Если бы моя религия была ложной, то, признаюсь, она была бы ловушкой, так искусно поставленной, как только можно придумать; обойти ее и не попасться в нее было бы невозможно. Какое величие, какая последовательность и связь во всем учении! Какой высокий разум, какая чистота и невинность в добродетелях! Какое непобедимое могущество, подавляющее массой свидетельств, идущих последовательно в течение трех веков от такого множества лиц, самых мудрых и благодетельных, какие были тогда на земле, которым религия эта давала силы в изгнании, в оковах, перед лицом смерти и в последних мучениях! Возьмите историю, разверните ее, перелистайте ее всю от наших дней до начала мира, до кануна его рождения, было ли когда-нибудь и что-нибудь подобное? Мог ли бы сам бог найти что-нибудь лучшее, чтобы пленить меня? Как избежать этой ловушки? Куда идти, куда броситься — уже не говорю, чтобы искать лучшего, а чтобы найти хоть что-нибудь похожее? Если уже должно погибнуть, я хочу погибнуть, следуя моей религии; мне легче было бы отрицать бога, чем приписывать ему такой правдоподобный, такой совершенный и полный обман, но отрицать бога я не могу — я много размышлял и не могу быть атеистом. Итак, дело решено, волей или неволей я опять возвращаюсь к моей религии, опять увлечен ею.

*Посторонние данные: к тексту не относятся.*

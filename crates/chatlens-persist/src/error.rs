use thiserror::Error;

#[derive(Error, Debug)]
pub enum StoreError {
    #[error("Room not found: {0}")]
    NotFound(String),

    #[error("Invalid input: {0}")]
    InvalidInput(String),

    #[error("Storage fault: {0}")]
    StorageFault(String),

    #[cfg(feature = "mongodb")]
    #[error("Database error: {0}")]
    Database(#[from] mongodb::error::Error),

    #[cfg(feature = "mongodb")]
    #[error("BSON serialization error: {0}")]
    BsonSerialization(#[from] bson::ser::Error),

    #[cfg(feature = "mongodb")]
    #[error("BSON deserialization error: {0}")]
    BsonDeserialization(#[from] bson::de::Error),
}

impl StoreError {
    pub fn is_not_found(&self) -> bool {
        matches!(self, StoreError::NotFound(_))
    }

    /// Backend failures, as opposed to caller mistakes or absent rooms
    pub fn is_storage_fault(&self) -> bool {
        !matches!(self, StoreError::NotFound(_) | StoreError::InvalidInput(_))
    }
}

pub type Result<T> = std::result::Result<T, StoreError>;
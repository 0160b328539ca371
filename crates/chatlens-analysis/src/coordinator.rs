use std::collections::HashMap;
use std::sync::Arc;
use std::time::Duration;
use tokio::sync::{oneshot, watch, Mutex, RwLock};

use chatlens_context::ContextStrategy;
use chatlens_llm::{ChatClient, ChatOptions, ChatRequest, LlmError};
use chatlens_persist::RoomStore;
use chatlens_stats::{SnapshotCache, StatisticsEngine};
use chatlens_types::{AnalysisRequest, AnalysisStatus, AnalysisType, FailureReason, Room};

use crate::config::AnalysisConfig;
use crate::error::{AnalysisError, Result};

type InFlightKey = (String, AnalysisType);

struct InFlight {
    request_id: String,
    cancel: oneshot::Sender<()>,
}

/// Every request ever submitted, in submit order per room.
#[derive(Default)]
struct History {
    records: HashMap<String, watch::Sender<AnalysisRequest>>,
    by_room: HashMap<String, Vec<String>>,
}

/// Why a dispatch produced no result.
#[derive(Debug)]
struct Failure {
    reason: FailureReason,
    detail: String,
}

impl Failure {
    fn new(reason: FailureReason, detail: impl Into<String>) -> Self {
        Self {
            reason,
            detail: detail.into(),
        }
    }
}

impl From<LlmError> for Failure {
    fn from(e: LlmError) -> Self {
        let reason = match &e {
            LlmError::Auth(_) => FailureReason::Auth,
            LlmError::Network(_) => FailureReason::Network,
            LlmError::Timeout(_) => FailureReason::Timeout,
            LlmError::ProviderRejected(_) => FailureReason::ProviderRejected,
            LlmError::InvalidInput(_) => FailureReason::InvalidInput,
        };
        Failure::new(reason, e.to_string())
    }
}

/// Everything a background analysis task needs to produce a result.
struct Dispatcher {
    client: Arc<dyn ChatClient>,
    context: Arc<dyn ContextStrategy>,
    engine: Arc<StatisticsEngine>,
    cache: Arc<SnapshotCache>,
    config: AnalysisConfig,
}

impl Dispatcher {
    async fn run(&self, room: &Room, analysis_type: AnalysisType) -> std::result::Result<String, Failure> {
        if room.messages.is_empty() {
            return Err(Failure::new(FailureReason::InvalidInput, "room has no messages"));
        }

        let snapshot = self.cache.get_or_compute(&self.engine, room).await;
        let window = self
            .context
            .build(room, &snapshot, analysis_type)
            .map_err(|e| Failure::new(FailureReason::InvalidInput, e.to_string()))?;

        tracing::debug!(
            room_id = %room.id,
            analysis_type = %analysis_type,
            prompt_tokens = window.prompt_tokens,
            omitted = window.omitted_messages,
            "Dispatching analysis"
        );

        let options = ChatOptions::new()
            .temperature(self.config.temperature)
            .max_tokens(self.config.max_output_tokens);
        let request = ChatRequest::new(self.config.model.clone(), window.into_messages()).with_options(options);
        let response = self.client.chat(request).await?;

        if let Some(usage) = response.usage {
            tracing::info!(
                room_id = %room.id,
                input_tokens = usage.input_tokens,
                output_tokens = usage.output_tokens,
                "Provider usage"
            );
        }

        response
            .content
            .map(|c| c.trim().to_string())
            .filter(|c| !c.is_empty())
            .ok_or_else(|| Failure::new(FailureReason::ProviderRejected, "provider returned an empty answer"))
    }
}

/// Runs analysis requests against the external provider.
///
/// At most one request per `(room, type)` is in flight; a second submit for
/// the same pair fails with [`AnalysisError::Conflict`]. Requests are never
/// retried and the history is append-only. Progress is observable through
/// [`get`](Self::get) and [`wait`](Self::wait).
pub struct AnalysisCoordinator {
    store: Arc<dyn RoomStore>,
    dispatcher: Arc<Dispatcher>,
    in_flight: Arc<Mutex<HashMap<InFlightKey, InFlight>>>,
    history: Arc<RwLock<History>>,
}

impl AnalysisCoordinator {
    pub fn new(
        store: Arc<dyn RoomStore>,
        client: Arc<dyn ChatClient>,
        context: Arc<dyn ContextStrategy>,
        engine: Arc<StatisticsEngine>,
        cache: Arc<SnapshotCache>,
        config: AnalysisConfig,
    ) -> Self {
        Self {
            store,
            dispatcher: Arc::new(Dispatcher {
                client,
                context,
                engine,
                cache,
                config,
            }),
            in_flight: Arc::new(Mutex::new(HashMap::new())),
            history: Arc::new(RwLock::new(History::default())),
        }
    }

    pub fn config(&self) -> &AnalysisConfig {
        &self.dispatcher.config
    }

    /// Create a request and start it in the background.
    ///
    /// The returned record is already `Running` and carries the room
    /// watermark the analysis works against.
    pub async fn submit(&self, room_id: &str, analysis_type: AnalysisType) -> Result<AnalysisRequest> {
        let room = self.store.get(room_id).await?;
        let key: InFlightKey = (room.id.clone(), analysis_type);
        let mut request = AnalysisRequest::new(room.id.clone(), analysis_type);
        let (cancel_tx, cancel_rx) = oneshot::channel();

        {
            let mut in_flight = self.in_flight.lock().await;
            // A finished request may still hold its slot for a moment.
            let busy = match in_flight.get(&key) {
                Some(entry) => !self.is_finished(&entry.request_id).await,
                None => false,
            };
            if let Some(running) = in_flight.get(&key).filter(|_| busy) {
                tracing::warn!(
                    room_id = %room.id,
                    analysis_type = %analysis_type,
                    request_id = %running.request_id,
                    "Analysis already in flight"
                );
                return Err(AnalysisError::Conflict {
                    room_id: room.id.clone(),
                    analysis_type,
                    request_id: running.request_id.clone(),
                });
            }
            in_flight.insert(
                key.clone(),
                InFlight {
                    request_id: request.id.clone(),
                    cancel: cancel_tx,
                },
            );
        }

        request.start(room.watermark());
        let (tx, _rx) = watch::channel(request.clone());
        {
            let mut history = self.history.write().await;
            history
                .by_room
                .entry(room.id.clone())
                .or_default()
                .push(request.id.clone());
            history.records.insert(request.id.clone(), tx);
        }

        // The room may have been deleted since it was read. Once registered,
        // a later delete reaches this request through `cancel_room`.
        if let Err(e) = self.store.watermark(&room.id).await {
            self.forget(&key, &request.id).await;
            tracing::info!(room_id = %room.id, request_id = %request.id, "Room gone before analysis started");
            return Err(e.into());
        }

        tracing::info!(
            request_id = %request.id,
            room_id = %room.id,
            analysis_type = %analysis_type,
            messages = room.message_count(),
            "Analysis submitted"
        );

        let dispatcher = Arc::clone(&self.dispatcher);
        let in_flight = Arc::clone(&self.in_flight);
        let history = Arc::clone(&self.history);
        let request_id = request.id.clone();

        tokio::spawn(async move {
            let timeout = dispatcher.config.timeout;
            let outcome = tokio::select! {
                _ = cancel_rx => None,
                result = tokio::time::timeout(timeout, dispatcher.run(&room, analysis_type)) => Some(result),
            };

            match outcome {
                Some(Ok(Ok(text))) => {
                    if update(&history, &request_id, |r| r.succeed(text)).await {
                        tracing::info!(request_id = %request_id, "Analysis succeeded");
                    }
                }
                Some(Ok(Err(failure))) => {
                    tracing::warn!(
                        request_id = %request_id,
                        reason = %failure.reason,
                        detail = %failure.detail,
                        "Analysis failed"
                    );
                    update(&history, &request_id, |r| r.fail(failure.reason, failure.detail)).await;
                }
                Some(Err(_)) => {
                    tracing::warn!(request_id = %request_id, timeout_ms = timeout.as_millis() as u64, "Analysis timed out");
                    let detail = format!("no answer within {} ms", timeout.as_millis());
                    update(&history, &request_id, |r| r.fail(FailureReason::Timeout, detail)).await;
                }
                None => {
                    tracing::debug!(request_id = %request_id, "Analysis task stopped after cancellation");
                }
            }

            release(&in_flight, &key, &request_id).await;
        });

        Ok(request)
    }

    /// Drop a request that never started.
    async fn forget(&self, key: &InFlightKey, request_id: &str) {
        release(&self.in_flight, key, request_id).await;
        let mut history = self.history.write().await;
        history.records.remove(request_id);
        if let Some(ids) = history.by_room.get_mut(&key.0) {
            ids.retain(|id| id != request_id);
        }
    }

    async fn is_finished(&self, request_id: &str) -> bool {
        self.history
            .read()
            .await
            .records
            .get(request_id)
            .is_some_and(|tx| tx.borrow().is_terminal())
    }

    /// Current state of a request
    pub async fn get(&self, request_id: &str) -> Result<AnalysisRequest> {
        let history = self.history.read().await;
        history
            .records
            .get(request_id)
            .map(|tx| tx.borrow().clone())
            .ok_or_else(|| AnalysisError::RequestNotFound(request_id.to_string()))
    }

    /// Wait until the request reaches `Succeeded` or `Failed`.
    pub async fn wait(&self, request_id: &str) -> Result<AnalysisRequest> {
        let mut rx = {
            let history = self.history.read().await;
            history
                .records
                .get(request_id)
                .map(watch::Sender::subscribe)
                .ok_or_else(|| AnalysisError::RequestNotFound(request_id.to_string()))?
        };

        let terminal = rx.wait_for(AnalysisRequest::is_terminal).await.map(|r| r.clone());
        terminal.map_err(|_| AnalysisError::RequestNotFound(request_id.to_string()))
    }

    /// Like [`wait`](Self::wait), but returns the record as it stands once
    /// `limit` has passed.
    pub async fn wait_timeout(&self, request_id: &str, limit: Duration) -> Result<AnalysisRequest> {
        match tokio::time::timeout(limit, self.wait(request_id)).await {
            Ok(result) => result,
            Err(_) => self.get(request_id).await,
        }
    }

    /// All requests for a room, newest first
    pub async fn history(&self, room_id: &str) -> Vec<AnalysisRequest> {
        let history = self.history.read().await;
        history
            .by_room
            .get(room_id)
            .map(|ids| {
                ids.iter()
                    .rev()
                    .filter_map(|id| history.records.get(id))
                    .map(|tx| tx.borrow().clone())
                    .collect()
            })
            .unwrap_or_default()
    }

    /// Most recent successful analysis of the given type
    pub async fn latest_result(&self, room_id: &str, analysis_type: AnalysisType) -> Option<AnalysisRequest> {
        self.history(room_id)
            .await
            .into_iter()
            .find(|r| r.analysis_type == analysis_type && r.status == AnalysisStatus::Succeeded)
    }

    /// Cancel a request that has not finished yet.
    ///
    /// The request moves to `Failed` with reason `cancelled` and its
    /// `(room, type)` slot is freed right away. A request that already
    /// finished is returned unchanged.
    pub async fn cancel(&self, request_id: &str) -> Result<AnalysisRequest> {
        let (cancelled, record) = {
            let history = self.history.read().await;
            let tx = history
                .records
                .get(request_id)
                .ok_or_else(|| AnalysisError::RequestNotFound(request_id.to_string()))?;
            let cancelled = tx.send_if_modified(|r| r.fail(FailureReason::Cancelled, "cancelled by caller"));
            let record = tx.borrow().clone();
            (cancelled, record)
        };

        if cancelled {
            let key: InFlightKey = (record.room_id.clone(), record.analysis_type);
            if let Some(entry) = release(&self.in_flight, &key, request_id).await {
                let _ = entry.cancel.send(());
            }
            tracing::info!(request_id = %request_id, room_id = %record.room_id, "Analysis cancelled");
        }
        Ok(record)
    }

    /// Cancel every in-flight request of a room. Returns how many were stopped.
    pub async fn cancel_room(&self, room_id: &str) -> usize {
        let ids: Vec<String> = self
            .in_flight
            .lock()
            .await
            .iter()
            .filter(|((room, _), _)| room == room_id)
            .map(|(_, entry)| entry.request_id.clone())
            .collect();

        let mut stopped = 0;
        for id in ids {
            if let Ok(record) = self.cancel(&id).await {
                if record.error_reason == Some(FailureReason::Cancelled) {
                    stopped += 1;
                }
            }
        }
        stopped
    }

    /// Number of requests currently in flight
    pub async fn in_flight(&self) -> usize {
        self.in_flight.lock().await.len()
    }
}

/// Apply a transition and notify waiters if it was allowed.
async fn update<F>(history: &RwLock<History>, request_id: &str, transition: F) -> bool
where
    F: FnOnce(&mut AnalysisRequest) -> bool,
{
    let history = history.read().await;
    match history.records.get(request_id) {
        Some(tx) => tx.send_if_modified(transition),
        None => false,
    }
}

/// Free the `(room, type)` slot if it still belongs to `request_id`.
async fn release(
    in_flight: &Mutex<HashMap<InFlightKey, InFlight>>,
    key: &InFlightKey,
    request_id: &str,
) -> Option<InFlight> {
    let mut in_flight = in_flight.lock().await;
    if in_flight.get(key).is_some_and(|e| e.request_id == request_id) {
        in_flight.remove(key)
    } else {
        None
    }
}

Сорок лет тому назад меня не было, и не от моей власти зависело получить когда-нибудь существование, так же как, раз я есмь, не в моей власти не быть. Я получил начало и продолжаю существовать в силу чего-то такого, что вне меня, что будет продолжаться и после меня, что лучше и могущественнее меня: если это что-то не бог, то пусть мне скажут, что же это.
Может быть, я существую только благодаря силе всеобщей, всеобъемлющей природы, которая всегда была такою, какою мы видим ее, поднимаясь даже в бесконечность времен3. Но эта природа есть или только дух, следовательно это бог, или материя, а следовательно не могла создать моего духа, или же, наконец, соединение материи и духа, и в таком случае то, что является духом в природе, я называю богом.
Может быть также, что то, что я называю моим духом, есть только часть материи, существующей благодаря силе всеобщей природы, которая есть тоже материя, причем всегда была и всегда будет такою, какою мы ее видим и которая не есть бог4. Но в таком случае нужно по крайней мере согласиться со мною в том, что, чем бы ни было то, что я называю своим духом, все-таки это есть нечто способное мыслить и что если это нечто есть материя, то, следовательно, материя мыслящая, ибо никто не убедит меня, что во мне нет такого элемента, который мыслит в то время, как я, например, пишу это рассуждение. Если же этот мыслящий во мне элемент обязан своим бытием и своим сохранением всеобщей природе, которую он признает своею причиною, то из этого необходимо следует, что всеобщая природа должна мыслить или же быть выше и совершеннее того, что мыслит; а если эта природа есть материя, то необходимо следует заключить, что означенная всеобщая материя мыслит или выше и совершеннее, чем то, что мыслит.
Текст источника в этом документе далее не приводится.